Cuidado con los Cálculos Renales

Cuidado con los Cálculos Renales

Un cálculo renal es una concreción sólida que se forma en el riñón a partir de partículas que se encuentran en la orina. Pueden ser pequeños como un grano de arena o tan grandes como una pelota de golf, lisos o irregulares y generalmente son amarillos o marrones. Algunos pueden ser eliminados con la orina sin causar demasiado dolor, otros más grandes pueden quedar atascados en el cuerpo y, hay otros, más problemáticos que pueden bloquea el flujo de orina y causar mucho dolor al paciente.

Como señala el doctor Jaime Cano, urólogo de la clínica Bellavista Auna, los cálculos renales pueden ser el resultado de la alimentación, de la herencia, u otras razones. Una persona con antecedentes familiares de cálculos puede tener más probabilidades de desarrollarlos. Las infecciones del tracto urinario y algunos trastornos renales tales como las enfermedades renales quísticas también pueden estar relacionados con la aparición de cálculos renales.

Pero como identificar si usted tiene un cálculo renal, es importante estar alerta a los siguientes síntomas: fuerte dolor permanente en su espalda o costado, sangre en su orina, fiebre y escalofríos, vómitos, orina con mal olor o aspecto turbio, quemazón al orinar y presencia de dolor. Frente a estos síntomas lo más recomendable es visitar a su médico para que le haga las evaluaciones correspondientes.

Según el especialista de la clínica Bellavista Auna, Dr. Jaime Cano, a veces aparecen cálculos silenciosos, aquellos que no causan síntomas, y que son detectados en las placas de rayos X tomadas durante un control de rutina. Estos cálculos probablemente pasarían desapercibidos o permanecerían en los riñones por años. En general, los cálculos son detectados mediante rayos X u otro tipo de imagen tomada en una persona que se queja de sangre en la orina o dolor repentino. Estas imágenes ofrecen al médico información valiosa sobre la localización y tamaño de los cálculos, y con ello, el especialista podrá determinar cuál será el mejor tratamiento para el paciente, lo que puede incluir una cirugía de extracción de estas dolorosas piedritas.
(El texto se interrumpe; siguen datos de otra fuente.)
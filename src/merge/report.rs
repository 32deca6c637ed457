//! Post-merge JSON report.

use std::path::{Path, PathBuf};

use chrono::{DateTime, Utc};
use serde::Serialize;

use crate::error::AppError;
use crate::streaming::write_atomic;

use super::MergeType;

#[derive(Debug, Clone, PartialEq, Serialize)]
pub struct ReportedFile {
    pub name: String,
    pub rows: usize,
    pub columns: usize,
    pub size_bytes: u64,
}

#[derive(Debug, Clone, PartialEq, Serialize)]
pub struct ReportResult {
    pub total_rows: usize,
    pub total_columns: usize,
    pub output_file: Option<String>,
}

/// What was merged, how, and what came out.
#[derive(Debug, Clone, PartialEq, Serialize)]
pub struct MergeReport {
    pub merge_timestamp: DateTime<Utc>,
    pub merge_type: MergeType,
    pub files_merged: Vec<ReportedFile>,
    pub result: ReportResult,
}

impl MergeReport {
    pub fn to_json(&self) -> Result<String, AppError> {
        serde_json::to_string_pretty(self)
            .map_err(|e| AppError::Internal(format!("Failed to serialize merge report: {}", e)))
    }

    /// Writes the report as pretty JSON. The file appears complete or not
    /// at all.
    ///
    /// # Errors
    ///
    /// Returns `AppError::Io` if the file cannot be written.
    pub fn save(&self, path: &Path) -> Result<PathBuf, AppError> {
        let json = self.to_json()?;
        write_atomic(path, json.as_bytes())
    }
}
Es importante señalar que si una persona tuvo más de un cálculo renal, es posible que desarrolle otro, por lo tanto la prevención es muy importante. Para prevenir la formación de cálculos, su médico debe descubrir primero lo que los está causando, para que pueda recetarle los análisis de orina y de sangre. También preguntará por sus antecedentes familiares, su ocupación y sus hábitos alimenticios. Si usted ha excretado un cálculo y lo ha guardado, el laboratorio lo puede analizar para determinar su tipo.
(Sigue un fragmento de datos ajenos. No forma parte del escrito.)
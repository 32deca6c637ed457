//! Serializing a table back to CSV.

use std::io::Write;

use csv::{Terminator, WriterBuilder};

use crate::error::AppError;
use crate::ingest::TextEncoding;

use super::frame::Table;

/// Serializes `table` as CSV text in `encoding`.
///
/// The title, when present, is written as a one-field record before the
/// header, quoted only if it holds a comma, quote or line break.
/// Records end with `\n`. Quoting follows RFC 4180 (only when needed).
///
/// # Errors
///
/// Returns `AppError::Io` if the CSV writer fails and
/// `AppError::InvalidParameter` if some text cannot be represented in
/// `encoding`.
pub fn to_csv_bytes(table: &Table, encoding: TextEncoding) -> Result<Vec<u8>, AppError> {
    let mut buffer: Vec<u8> = Vec::new();

    {
        let mut writer = WriterBuilder::new()
            .terminator(Terminator::Any(b'\n'))
            .flexible(true)
            .from_writer(&mut buffer);

        if let Some(title) = table.title() {
            writer
                .write_record([title])
                .map_err(|e| AppError::Io(format!("Failed to write title line: {}", e)))?;
        }

        writer
            .write_record(table.columns())
            .map_err(|e| AppError::Io(format!("Failed to write CSV header: {}", e)))?;

        let mut cells: Vec<String> = Vec::with_capacity(table.column_count());
        for (idx, row) in table.rows().iter().enumerate() {
            cells.clear();
            cells.extend(row.iter().map(ToString::to_string));
            writer.write_record(&cells).map_err(|e| {
                AppError::Io(format!("Failed to write CSV row {}: {}", idx + 1, e))
            })?;
        }

        writer
            .flush()
            .map_err(|e| AppError::Io(format!("Failed to flush CSV writer: {}", e)))?;
    }

    // The csv writer only ever sees &str input, so the buffer is UTF-8
    let text = String::from_utf8(buffer)
        .map_err(|e| AppError::Internal(format!("CSV buffer is not UTF-8: {}", e)))?;
    encoding.encode(&text).map(|bytes| bytes.into_owned())
}

/// Serializes `table` and writes it to `sink`.
pub fn write_csv<W: Write>(
    table: &Table,
    encoding: TextEncoding,
    sink: &mut W,
) -> Result<(), AppError> {
    let bytes = to_csv_bytes(table, encoding)?;
    sink.write_all(&bytes)
        .map_err(|e| AppError::Io(format!("Failed to write CSV output: {}", e)))
}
Un cambio de estilo de vida simple y muy importante para prevenir los cálculos es beber más líquidos, lo mejor es el agua. Si tiene tendencia a desarrollar cálculos, debería intentar beber suficiente líquido como para producir al menos 2 litros de orina por día. Puede necesitar cambiar su alimentación. Por ejemplo, puede ser que el médico pida a las personas con tendencia a desarrollar cálculos de oxalato de calcio que reduzcan su ingesta de ciertos alimentos de esta lista como fresas, té, frutos secos, chocolate, espinacas, café, salvado de trigo, entre otros.

Por otro lado, si la orina es muy ácida, puede necesitar comer menos carne, pescados y aves. Sin embrago, las personas no deberían eliminar estos alimentos de su dieta sin antes consultar a su médico. En la mayoría de los casos, estos alimentos podrán consumirse en cantidades limitadas.